== Segment start ==

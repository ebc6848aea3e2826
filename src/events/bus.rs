use std::fmt;
use std::panic::{self, AssertUnwindSafe};
use std::sync::atomic::{AtomicU64, Ordering};
use std::sync::Arc;

use parking_lot::Mutex;
use tracing::{debug, error};

/// What changed. Listeners get no payload and re-read whatever they need.
#[derive(Debug, Clone, Copy, PartialEq, Eq, Hash)]
pub enum ChangeEvent {
    ConfigChanged,
    RoleChanged,
    LayoutChanged,
}

impl ChangeEvent {
    pub fn as_str(&self) -> &'static str {
        match self {
            ChangeEvent::ConfigChanged => "config-changed",
            ChangeEvent::RoleChanged => "role-changed",
            ChangeEvent::LayoutChanged => "layout-changed",
        }
    }
}

impl fmt::Display for ChangeEvent {
    fn fmt(&self, f: &mut fmt::Formatter<'_>) -> fmt::Result {
        f.write_str(self.as_str())
    }
}

/// Handle returned by [`ChangeBus::subscribe`].
#[derive(Debug, Clone, Copy, PartialEq, Eq, Hash)]
pub struct SubscriptionId(u64);

type Handler = Arc<dyn Fn() + Send + Sync>;

struct Listener {
    id: SubscriptionId,
    event: ChangeEvent,
    handler: Handler,
}

/// Listener registry for the three change signals.
///
/// Delivery is synchronous and in registration order. A panicking listener
/// is logged and skipped; the rest still run. The registry lock is released
/// before handlers run, so a handler may read the store, subscribe or
/// unsubscribe.
#[derive(Default)]
pub struct ChangeBus {
    listeners: Mutex<Vec<Listener>>,
    next_id: AtomicU64,
}

impl ChangeBus {
    pub fn new() -> Self {
        Self::default()
    }

    pub fn subscribe<F>(&self, event: ChangeEvent, handler: F) -> SubscriptionId
    where
        F: Fn() + Send + Sync + 'static,
    {
        let id = SubscriptionId(self.next_id.fetch_add(1, Ordering::Relaxed));
        self.listeners.lock().push(Listener {
            id,
            event,
            handler: Arc::new(handler),
        });
        debug!(event = %event, id = id.0, "Listener subscribed");
        id
    }

    /// Returns false if `id` was not (or no longer) subscribed.
    pub fn unsubscribe(&self, id: SubscriptionId) -> bool {
        let mut listeners = self.listeners.lock();
        let before = listeners.len();
        listeners.retain(|l| l.id != id);
        listeners.len() != before
    }

    pub fn listener_count(&self, event: ChangeEvent) -> usize {
        self.listeners.lock().iter().filter(|l| l.event == event).count()
    }

    /// Invoke every listener for `event`. Returns how many ran to completion.
    pub fn emit(&self, event: ChangeEvent) -> usize {
        let handlers: Vec<(SubscriptionId, Handler)> = self
            .listeners
            .lock()
            .iter()
            .filter(|l| l.event == event)
            .map(|l| (l.id, Arc::clone(&l.handler)))
            .collect();

        let mut delivered = 0;
        for (id, handler) in handlers {
            match panic::catch_unwind(AssertUnwindSafe(|| handler())) {
                Ok(()) => delivered += 1,
                Err(payload) => {
                    let message = if let Some(message) = payload.downcast_ref::<&str>() {
                        (*message).to_string()
                    } else if let Some(message) = payload.downcast_ref::<String>() {
                        message.clone()
                    } else {
                        "unknown panic payload".to_string()
                    };
                    error!(event = %event, id = id.0, panic_message = %message, "Change listener panicked");
                }
            }
        }
        debug!(event = %event, delivered, "Change event emitted");
        delivered
    }
}

impl fmt::Debug for ChangeBus {
    fn fmt(&self, f: &mut fmt::Formatter<'_>) -> fmt::Result {
        f.debug_struct("ChangeBus")
            .field("listeners", &self.listeners.lock().len())
            .finish()
    }
}

#[cfg(test)]
mod tests {
    use super::*;

    #[test]
    fn test_registration_order() {
        let bus = ChangeBus::new();
        let seen = Arc::new(Mutex::new(Vec::new()));
        for n in 0..3 {
            let seen = Arc::clone(&seen);
            bus.subscribe(ChangeEvent::RoleChanged, move || seen.lock().push(n));
        }
        assert_eq!(bus.emit(ChangeEvent::RoleChanged), 3);
        assert_eq!(*seen.lock(), vec![0, 1, 2]);
    }

    #[test]
    fn test_events_are_separate() {
        let bus = ChangeBus::new();
        let hits = Arc::new(AtomicU64::new(0));
        let h = Arc::clone(&hits);
        bus.subscribe(ChangeEvent::LayoutChanged, move || {
            h.fetch_add(1, Ordering::SeqCst);
        });
        assert_eq!(bus.emit(ChangeEvent::ConfigChanged), 0);
        assert_eq!(hits.load(Ordering::SeqCst), 0);
        bus.emit(ChangeEvent::LayoutChanged);
        assert_eq!(hits.load(Ordering::SeqCst), 1);
    }

    #[test]
    fn test_panicking_listener_isolated() {
        let bus = ChangeBus::new();
        let hits = Arc::new(AtomicU64::new(0));
        bus.subscribe(ChangeEvent::ConfigChanged, || panic!("listener failure"));
        let h = Arc::clone(&hits);
        bus.subscribe(ChangeEvent::ConfigChanged, move || {
            h.fetch_add(1, Ordering::SeqCst);
        });
        assert_eq!(bus.emit(ChangeEvent::ConfigChanged), 1);
        assert_eq!(hits.load(Ordering::SeqCst), 1);
    }

    #[test]
    fn test_unsubscribe() {
        let bus = ChangeBus::new();
        let id = bus.subscribe(ChangeEvent::RoleChanged, || {});
        assert_eq!(bus.listener_count(ChangeEvent::RoleChanged), 1);
        assert!(bus.unsubscribe(id));
        assert!(!bus.unsubscribe(id));
        assert_eq!(bus.emit(ChangeEvent::RoleChanged), 0);
    }
}
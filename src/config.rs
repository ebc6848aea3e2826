//! Application configuration for the admin console
//!
//! This is where the console keeps its data and how it logs, not the HRIS
//! system configuration it manages (see `model`).
//!
//! Precedence (highest to lowest):
//! 1. CLI `--config` path
//! 2. Environment variables (HRIS_* prefix)
//! 3. Configuration file (TOML) in a standard location
//! 4. Default values

use std::fs;
use std::path::PathBuf;

use serde::{Deserialize, Serialize};
use tracing::{debug, info};

use crate::error::{Error, Result};

/// Main application configuration
#[derive(Debug, Clone, Default, Serialize, Deserialize)]
#[serde(default)]
pub struct AppConfig {
    /// Where the key-value store lives
    pub storage: StorageSettings,

    /// Logging configuration
    pub logging: LoggingSettings,
}

/// Storage path settings
#[derive(Debug, Clone, Serialize, Deserialize)]
#[serde(default)]
pub struct StorageSettings {
    /// Base data directory
    pub data_dir: String,

    /// Store file name inside `data_dir`
    pub store_file: String,
}

/// Logging settings
#[derive(Debug, Clone, Serialize, Deserialize)]
#[serde(default)]
pub struct LoggingSettings {
    /// Log level: trace, debug, info, warn, error
    pub level: String,

    /// Log file path (empty = no file logging)
    #[serde(skip_serializing_if = "Option::is_none")]
    pub file: Option<String>,

    /// Number of rotated log files to keep
    pub max_files: u32,

    /// Enable JSON formatted logging
    pub json_format: bool,
}

impl Default for StorageSettings {
    fn default() -> Self {
        Self {
            data_dir: "~/.hris/admin".to_string(),
            store_file: "store.json".to_string(),
        }
    }
}

impl Default for LoggingSettings {
    fn default() -> Self {
        Self {
            level: "warn".to_string(),
            file: None,
            max_files: 5,
            json_format: false,
        }
    }
}

impl AppConfig {
    /// Load configuration from file with environment variable overrides
    pub fn load(config_path: Option<&str>) -> Result<Self> {
        let mut config = Self::default();

        if let Some(path) = Self::find_config_file(config_path)? {
            debug!(path = %path.display(), "Loading configuration file");
            let content = fs::read_to_string(&path)
                .map_err(|e| Error::Config(format!("Failed to read config file: {}", e)))?;
            config = toml::from_str(&content).map_err(|e| Error::ConfigParse {
                message: format!("{}: {}", path.display(), e.message()),
                source: Some(e),
            })?;
            info!(path = %path.display(), "Configuration loaded from file");
        }

        config.apply_env_overrides();
        config.expand_paths();
        config.validate()?;

        Ok(config)
    }

    /// Find the configuration file to use
    fn find_config_file(explicit_path: Option<&str>) -> Result<Option<PathBuf>> {
        if let Some(path) = explicit_path {
            let path = PathBuf::from(expand_path(path));
            if path.exists() {
                return Ok(Some(path));
            }
            return Err(Error::ConfigNotFound { path });
        }

        let search_paths = [
            PathBuf::from("hris-admin.toml"),
            dirs::config_dir()
                .map(|p| p.join("hris").join("admin.toml"))
                .unwrap_or_default(),
            dirs::home_dir()
                .map(|p| p.join(".hris").join("admin.toml"))
                .unwrap_or_default(),
        ];

        for path in &search_paths {
            if !path.as_os_str().is_empty() && path.exists() {
                debug!(path = %path.display(), "Found configuration file");
                return Ok(Some(path.clone()));
            }
        }

        debug!("No configuration file found, using defaults");
        Ok(None)
    }

    /// Apply environment variable overrides
    fn apply_env_overrides(&mut self) {
        if let Ok(val) = std::env::var("HRIS_DATA_DIR") {
            self.storage.data_dir = val;
        }
        if let Ok(val) = std::env::var("HRIS_STORE_FILE") {
            self.storage.store_file = val;
        }
        if let Ok(val) = std::env::var("HRIS_LOG_LEVEL") {
            self.logging.level = val;
        }
        if let Ok(val) = std::env::var("HRIS_LOG_FILE") {
            self.logging.file = Some(val);
        }
        if let Ok(val) = std::env::var("HRIS_LOG_JSON") {
            self.logging.json_format = val.to_lowercase() == "true" || val == "1";
        }
    }

    fn expand_paths(&mut self) {
        self.storage.data_dir = expand_path(&self.storage.data_dir);
        if let Some(ref file) = self.logging.file {
            self.logging.file = Some(expand_path(file));
        }
    }

    fn validate(&self) -> Result<()> {
        if self.storage.data_dir.trim().is_empty() {
            return Err(Error::Config("storage.data_dir cannot be empty".to_string()));
        }
        if self.storage.store_file.trim().is_empty() {
            return Err(Error::Config("storage.store_file cannot be empty".to_string()));
        }

        let valid_levels = ["trace", "debug", "info", "warn", "error"];
        if !valid_levels.contains(&self.logging.level.to_lowercase().as_str()) {
            return Err(Error::Config(format!(
                "Invalid log level '{}'. Must be one of: {}",
                self.logging.level,
                valid_levels.join(", ")
            )));
        }

        Ok(())
    }

    /// Full path of the store file
    pub fn store_path(&self) -> PathBuf {
        PathBuf::from(&self.storage.data_dir).join(&self.storage.store_file)
    }
}

/// Expand ~ and environment variables in paths
fn expand_path(path: &str) -> String {
    shellexpand::full(path)
        .unwrap_or_else(|_| std::borrow::Cow::Borrowed(path))
        .into_owned()
}

/// Write a commented default configuration file
pub fn init_config(path: Option<&str>, force: bool) -> Result<PathBuf> {
    let config_path = path
        .map(|p| PathBuf::from(expand_path(p)))
        .unwrap_or_else(|| {
            dirs::home_dir()
                .unwrap_or_else(|| PathBuf::from("."))
                .join(".hris")
                .join("admin.toml")
        });

    if config_path.exists() && !force {
        return Err(Error::Config(format!(
            "Configuration file already exists: {}. Use --force to overwrite.",
            config_path.display()
        )));
    }

    if let Some(parent) = config_path.parent() {
        fs::create_dir_all(parent)
            .map_err(|e| Error::Config(format!("Failed to create config directory: {}", e)))?;
    }

    fs::write(&config_path, generate_default_config())
        .map_err(|e| Error::Config(format!("Failed to write config file: {}", e)))?;

    Ok(config_path)
}

fn generate_default_config() -> String {
    r#"# HRIS admin console configuration

[storage]
# Directory holding the console's key-value store
data_dir = "~/.hris/admin"

# Store file name inside data_dir
store_file = "store.json"

[logging]
# Log level: trace, debug, info, warn, error
level = "warn"

# Log file path (comment out to disable file logging)
# file = "~/.hris/admin/logs/admin.log"

# Number of rotated log files to keep
max_files = 5

# Enable JSON formatted logging
json_format = false
"#
    .to_string()
}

== Segment end ==

Task requirements:
Please copy each line of the records above that holds the word "validate".

Your solution:
        config.validate()?;
    fn validate(&self) -> Result<()> {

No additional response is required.